When celebrated science fiction writer James Tiptree, Jr. (AKA Alice Sheldon) started watching Star Trek in the 1960s, she wrote in letters to her friends about how the one aspect of the show that truly fascinated her was Spock. She wrote a fan letter to Leonard Nimoy, explaining that his sexual magnetism came from humans' natural exogamy, their urge to marry outside their own groups. An alien would be the ultimate outsider, the ultimate object of desire. In one besotted passage, she described Spock's "touching shoulder blades, the tremor, the shadowed and infinitely effective squint."
Tiptree's renegade nerd sexual desires have now gotten a lot closer to being the desires of the mainstream. Zachary Quinto's new Spock still has a thin, trembling body and the squint of a scientist, but he's emerged into this special-effects blockbuster of a film as a leading man, competent, virile, and sexually desirable. This triumphant sexualization Spock could only have happened in the early 21st century, when geeks are culture heroes and dork actor Michael Cera has become a romantic lead.

I haven't seen what Quinto has done with the role yet, but I'm struck by Newitz's observation. The original Spock probably resonates more with women who grew up in the late 20th and 21st century, where geek suddenly become chic (think David Tennant as Doctor Who). He would have been a much less likely sex symbol in 1969 than in 2009.

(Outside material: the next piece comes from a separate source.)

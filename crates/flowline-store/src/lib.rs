mod store;

pub use store::SqliteStore;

While Kirk is still the object of most people's desires, a large enough minority of people are drawn to Spock. At least among the large minority of nerd girls (a largely ignored group of comic book readers and sci-fi lovers who came of age sometime between Amidala and Arwen). Where Kirk is hot, Spock is cool - cold even. I figure that there are two types of straight women in the world: the ones that fell for Kirk, and ones that fell for Spock. I've always been a Spock girl.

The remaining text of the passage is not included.